Сын волка. Дети мороза. Игра - Лондон Джек. Страница 27

— А если не останется?

— Тогда мое добродушие будет посрамлено, и я потеряю шестьдесят с лишним унций.

Вместе с долгими ночами пришла и стужа, и солнце начало свою старую игру в прятки вдоль южной снеговой линии, прежде чем пришли какие-либо вести о вкладе Мельмут Кида.

Но вот в одно темное утро, в начале января, тяжело нагруженная собачья запряжка подкатила к его хижине на низовьях реки Стюарт. Человек с выдрами явился, а рядом с ним шел другой — из тех, способ отливки которых боги теперь уже позабыли. Люди никогда не говорили о смелости и удаче, чтобы не назвать имени Акселя Гундерсона; ни один рассказ у лагерного костра о силе, выдержке и отваге не обходился без упоминания о нем. А когда разговор начинал угасать, его снова раздували рассказами о женщине, которая делила с ним судьбу.
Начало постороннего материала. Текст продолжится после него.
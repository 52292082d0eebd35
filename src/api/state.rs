//! Application state for Axum handlers.

use std::sync::Arc;

use metrics_exporter_prometheus::PrometheusHandle;

use crate::config::AppConfig;
use crate::service::{AllocationService, CampaignService, ParticipantService};
use crate::storage::traits::Storage;

/// Shared application state.
#[derive(Clone)]
pub struct AppState {
    /// Application configuration.
    pub config: Arc<AppConfig>,
    /// Storage backend.
    pub storage: Arc<dyn Storage>,
    /// Campaign configuration service.
    pub campaign_service: Arc<CampaignService>,
    /// Participant registry service.
    pub participant_service: Arc<ParticipantService>,
    /// Number allocation service.
    pub allocation_service: Arc<AllocationService>,
    /// Prometheus exporter, when metrics are enabled.
    pub metrics: Option<PrometheusHandle>,
}

impl AppState {
    /// Create a new application state.
    pub fn new(
        config: Arc<AppConfig>,
        storage: Arc<dyn Storage>,
        metrics: Option<PrometheusHandle>,
    ) -> Self {
        let campaign_service = Arc::new(CampaignService::new(Arc::clone(&storage)));
        let participant_service = Arc::new(ParticipantService::new(Arc::clone(&storage)));
        let allocation_service = Arc::new(AllocationService::new(
            Arc::clone(&storage),
            &config.generation,
        ));

        Self {
            config,
            storage,
            campaign_service,
            participant_service,
            allocation_service,
            metrics,
        }
    }
}
impl SceneBuffers {
    pub fn new(device: &wgpu::Device, queue: &wgpu::Queue, scene: &SceneState) -> Self {
        let sphere = &scene.sphere;
        let particles = &scene.particles;

        let sphere_positions = device.create_buffer(&wgpu::BufferDescriptor {
            label: Some("Sphere Position Buffer"),
            size: (sphere.vertex_count() * 12) as u64,
            usage: wgpu::BufferUsages::VERTEX | wgpu::BufferUsages::COPY_DST,
            mapped_at_creation: false,
        });

        let attributes: Vec<MeshAttributes> = sphere
            .normals()
            .iter()
            .zip(sphere.colors())
            .map(|(normal, color)| MeshAttributes {
                normal: *normal,
                color: *color,
            })
            .collect();

        let sphere_attributes = device.create_buffer(&wgpu::BufferDescriptor {
            label: Some("Sphere Attribute Buffer"),
            size: (attributes.len() * std::mem::size_of::<MeshAttributes>()) as u64,
            usage: wgpu::BufferUsages::VERTEX | wgpu::BufferUsages::COPY_DST,
            mapped_at_creation: false,
        });
        queue.write_buffer(&sphere_attributes, 0, bytemuck::cast_slice(&attributes));

        let sphere_indices = device.create_buffer(&wgpu::BufferDescriptor {
            label: Some("Sphere Index Buffer"),
            size: (sphere.indices().len() * std::mem::size_of::<u32>()) as u64,
            usage: wgpu::BufferUsages::INDEX | wgpu::BufferUsages::COPY_DST,
            mapped_at_creation: false,
        });
        queue.write_buffer(&sphere_indices, 0, bytemuck::cast_slice(sphere.indices()));

        let particle_positions = device.create_buffer(&wgpu::BufferDescriptor {
            label: Some("Particle Position Buffer"),
            size: (particles.count() * 12) as u64,
            usage: wgpu::BufferUsages::VERTEX | wgpu::BufferUsages::COPY_DST,
            mapped_at_creation: false,
        });

        let particle_colors = device.create_buffer(&wgpu::BufferDescriptor {
            label: Some("Particle Color Buffer"),
            size: (particles.count() * 12) as u64,
            usage: wgpu::BufferUsages::VERTEX | wgpu::BufferUsages::COPY_DST,
            mapped_at_creation: false,
        });
        queue.write_buffer(&particle_colors, 0, bytemuck::cast_slice(particles.colors()));

        let buffers = Self {
            sphere_positions,
            sphere_attributes,
            sphere_indices,
            sphere_index_count: sphere.indices().len() as u32,
            particle_positions,
            particle_colors,
            particle_count: particles.count() as u32,
        };
        buffers.upload_positions(queue, scene);
        buffers
    }

    /// Push the current displaced positions of both wave fields.
    pub fn upload_positions(&self, queue: &wgpu::Queue, scene: &SceneState) {
        queue.write_buffer(
            &self.sphere_positions,
            0,
            bytemuck::cast_slice(scene.sphere.field.positions()),
        );
        queue.write_buffer(
            &self.particle_positions,
            0,
            bytemuck::cast_slice(scene.particles.field.positions()),
        );
    }

    /// Record both draws. Particles sit far behind the sphere, so they
    /// go first and the translucent sphere blends over them.
    pub fn draw<'a>(
        &'a self,
        pass: &mut wgpu::RenderPass<'a>,
        particle_pipeline: &'a wgpu::RenderPipeline,
        mesh_pipeline: &'a wgpu::RenderPipeline,
        camera_bind_group: &'a wgpu::BindGroup,
    ) {
        pass.set_bind_group(0, camera_bind_group, &[]);

        pass.set_pipeline(particle_pipeline);
        pass.set_vertex_buffer(0, self.particle_positions.slice(..));
        pass.set_vertex_buffer(1, self.particle_colors.slice(..));
        pass.draw(0..self.particle_count, 0..1);

        pass.set_pipeline(mesh_pipeline);
        pass.set_vertex_buffer(0, self.sphere_positions.slice(..));
        pass.set_vertex_buffer(1, self.sphere_attributes.slice(..));
        pass.set_index_buffer(self.sphere_indices.slice(..), wgpu::IndexFormat::Uint32);
        pass.draw_indexed(0..self.sphere_index_count, 0, 0..1);
    }
}

/// Windowed renderer owning the surface and all GPU resources.
pub struct Renderer {
    surface: wgpu::Surface<'static>,
    device: wgpu::Device,
    queue: wgpu::Queue,
    config: wgpu::SurfaceConfiguration,
    depth_view: wgpu::TextureView,
    mesh_pipeline: wgpu::RenderPipeline,
    particle_pipeline: wgpu::RenderPipeline,
    camera_buffer: wgpu::Buffer,
    camera_bind_group: wgpu::BindGroup,
    buffers: SceneBuffers,
    clear: wgpu::Color,
}

impl Renderer {
    pub async fn new(
        window: Arc<Window>,
        scene: &SceneState,
        background: [f32; 3],
    ) -> Result<Self, RenderInitError> {
        let size = window.inner_size();

        let instance = wgpu::Instance::new(wgpu::InstanceDescriptor {
            backends: wgpu::Backends::all(),
            ..Default::default()
        });

        let surface = instance.create_surface(window.clone())?;

        let adapter = instance
            .request_adapter(&wgpu::RequestAdapterOptions {
                power_preference: wgpu::PowerPreference::HighPerformance,
                compatible_surface: Some(&surface),
                force_fallback_adapter: false,
            })
            .await
            .ok_or(RenderInitError::AdapterUnavailable)?;

        let (device, queue) = adapter
            .request_device(
                &wgpu::DeviceDescriptor {
                    required_features: wgpu::Features::empty(),
                    required_limits: wgpu::Limits::default(),
                    label: None,
                    memory_hints: Default::default(),
                },
                None,
            )
            .await?;

        let surface_caps = surface.get_capabilities(&adapter);
        let surface_format = surface_caps
            .formats
            .iter()
            .find(|f| f.is_srgb())
            .copied()
            .unwrap_or(surface_caps.formats[0]);

        let config = wgpu::SurfaceConfiguration {
            usage: wgpu::TextureUsages::RENDER_ATTACHMENT,
            format: surface_format,
            width: size.width,
            height: size.height,
            present_mode: wgpu::PresentMode::Fifo,
            alpha_mode: surface_caps.alpha_modes[0],
            view_formats: vec![],
            desired_maximum_frame_latency: 2,
        };
        surface.configure(&device, &config);

        let depth_view = create_depth_view(&device, size.width, size.height);

        let camera_bind_group_layout = create_camera_bind_group_layout(&device);
        let (camera_buffer, camera_bind_group) =
            create_camera_binding(&device, &camera_bind_group_layout);

        let mesh_pipeline = create_mesh_pipeline(&device, &camera_bind_group_layout, surface_format);
        let particle_pipeline =
            create_particle_pipeline(&device, &camera_bind_group_layout, surface_format);

        let buffers = SceneBuffers::new(&device, &queue, scene);

        Ok(Self {
            surface,
            device,
            queue,
            config,
            depth_view,
            mesh_pipeline,
            particle_pipeline,
            camera_buffer,
            camera_bind_group,
            buffers,
            clear: clear_color(background),
        })
    }

    /// Reconfigure the output surface. Zero dimensions (minimize) are
    /// ignored; repeated identical sizes are harmless.
    pub fn resize(&mut self, width: u32, height: u32) {
        if width > 0 && height > 0 {
            self.config.width = width;
            self.config.height = height;
            self.surface.configure(&self.device, &self.config);
            self.depth_view = create_depth_view(&self.device, width, height);
        }
    }

    /// Submit one frame from the current scene state.
    pub fn render(&mut self, scene: &SceneState) -> Result<(), wgpu::SurfaceError> {
        let uniforms = CameraUniforms {
            view_proj: scene.camera.view_proj().to_cols_array_2d(),
        };
        self.queue
            .write_buffer(&self.camera_buffer, 0, bytemuck::bytes_of(&uniforms));

        self.buffers.upload_positions(&self.queue, scene);

        let output = self.surface.get_current_texture()?;
        let view = output
            .texture
            .create_view(&wgpu::TextureViewDescriptor::default());

        let mut encoder = self
            .device
            .create_command_encoder(&wgpu::CommandEncoderDescriptor {
                label: Some("Frame Encoder"),
            });

        {
            let mut pass = encoder.begin_render_pass(&wgpu::RenderPassDescriptor {
                label: Some("Scene Pass"),
                color_attachments: &[Some(wgpu::RenderPassColorAttachment {
                    view: &view,
                    resolve_target: None,
                    ops: wgpu::Operations {
                        load: wgpu::LoadOp::Clear(self.clear),
                        store: wgpu::StoreOp::Store,
                    },
                })],
                depth_stencil_attachment: Some(wgpu::RenderPassDepthStencilAttachment {
                    view: &self.depth_view,
                    depth_ops: Some(wgpu::Operations {
                        load: wgpu::LoadOp::Clear(1.0),
                        store: wgpu::StoreOp::Store,
                    }),
                    stencil_ops: None,
                }),
                occlusion_query_set: None,
                timestamp_writes: None,
            });

            self.buffers.draw(
                &mut pass,
                &self.particle_pipeline,
                &self.mesh_pipeline,
                &self.camera_bind_group,
            );
        }

        self.queue.submit(std::iter::once(encoder.finish()));
        output.present();

        Ok(())
    }
}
Как уже замечено, при создании Акселя Гундерсона боги вспомнили свою прежнюю сноровку и сработали его по типу тех людей, которые рождались во дни молодости вселенной. Ростом в семь футов, он возвышался, подобно башне, в своем живописном костюме, сразу обличавшем в нем короля Эльдорадо: грудью, шеей и конечностями он напоминал исполинов. Для того, чтобы выдержать триста английских фунтов его костей и мускулов, лыжи его должны были быть на добрый ярд длиннее, чем у прочих людей. Лицо его, грубо обтесанное, с наморщенным лбом и массивными скулами, с немигающими бледно-голубыми глазами, само рассказывало о человеке, не знавшем никакого другого закона, кроме закона силы. Покрытые ледяными инкрустациями волосы его, цвета спелой ржи, точно дневным светом озаряли ночь и волною падали на его медвежью куртку. Морской навык смутно чувствовался в его походке, когда он опускался по узкой тропе, перегоняя собак; и он ударил рукоятью хлыста в дверь Мельмут Кида, словно северный морской король, во время набега на южные земли властно требующий пропуска в замок.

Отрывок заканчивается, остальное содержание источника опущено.